Winter swell on the west coast of North America is the product of storms that travel south of the Aleutians into the Gulf of Alaska. Swell reaching this same coast during the summer has been traced back to its origin in the Southern Hemisphere belt of the ‘roaring forties,' several thousand miles south of the equator. Because of the direction of the prevailing winds, the American east coast and the Gulf of Mexico do not receive the swell from far distant storms.

The coast of Morocco has always been particularly at the mercy of swell, for there is no protected harbor from the Strait of Gibraltar southward for some 500 miles. The rollers that visit the Atlantic islands of Ascension, St. Helena, South Trinidad, and Fernando de Noronha are historic. Apparently the same sort of waves occur on the South American coast near Rio de Janeiro, where they are known as
resacas;
others of kindred nature, having run their course from storms in the west-wind belt of the South Pacific, attack the shores of the Paumotos Islands; still others have been responsible for the well-known ‘surf days' that plague the Pacific coast of South America. According to Robert Cushman Murphy, it was formerly the custom of shipmasters in the guano trade to demand a special allowance for a certain number of days during which the loading of their vessels would be interrupted by the swell. On such surf days ‘mighty rollers come pouring over the sea wall, and have been known to carry away forty-ton freight cars, to uproot concrete piers, and to twist iron rails like wire.'

The slow progression of swell from its place of origin made it possible for the Moroccan Protectorate to establish a service for the prediction of the state of the sea. This was done in 1921, after long and troublesome experience with wrecked vessels and wharves. Daily telegraphic reports of the condition of the sea give advance notice of troublesome surf days. Warned of the approach of swells, ships in port may seek safety in the open sea. Before this service was established, the port of Casablanca had once been paralyzed for seven months, and St. Helena had seen the wreckage of practically all the ships in her harbor on one or more occasions. Modern wave-recording instruments like those now being tested in England and the United States will soon provide even greater security for all such shores.

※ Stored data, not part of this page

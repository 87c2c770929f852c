//! Concrete adapter implementations for ports.

pub mod csv_adapter;
pub mod csv_audit_adapter;
pub mod file_config_adapter;
pub mod momentum_predictor;
pub mod paper_broker;
pub mod tracing_audit_adapter;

It is always the unseen that most deeply stirs our imagination, and so it is with waves. The largest and most awe-inspiring waves of the ocean are invisible; they move on their mysterious courses far down in the hidden depths of the sea, rolling ponderously and unceasingly. For many years it was known that the vessels of Arctic expeditions often became almost trapped and made headway only with difficulty in what was called ‘dead water'—now recognized as internal waves at the boundary between a thin surface layer of fresh water and the underlying salt water. In the early 1900's several Scandinavian hydrographers called attention to the existence of submarine waves, but another generation was to elapse before science had the instruments to study them thoroughly.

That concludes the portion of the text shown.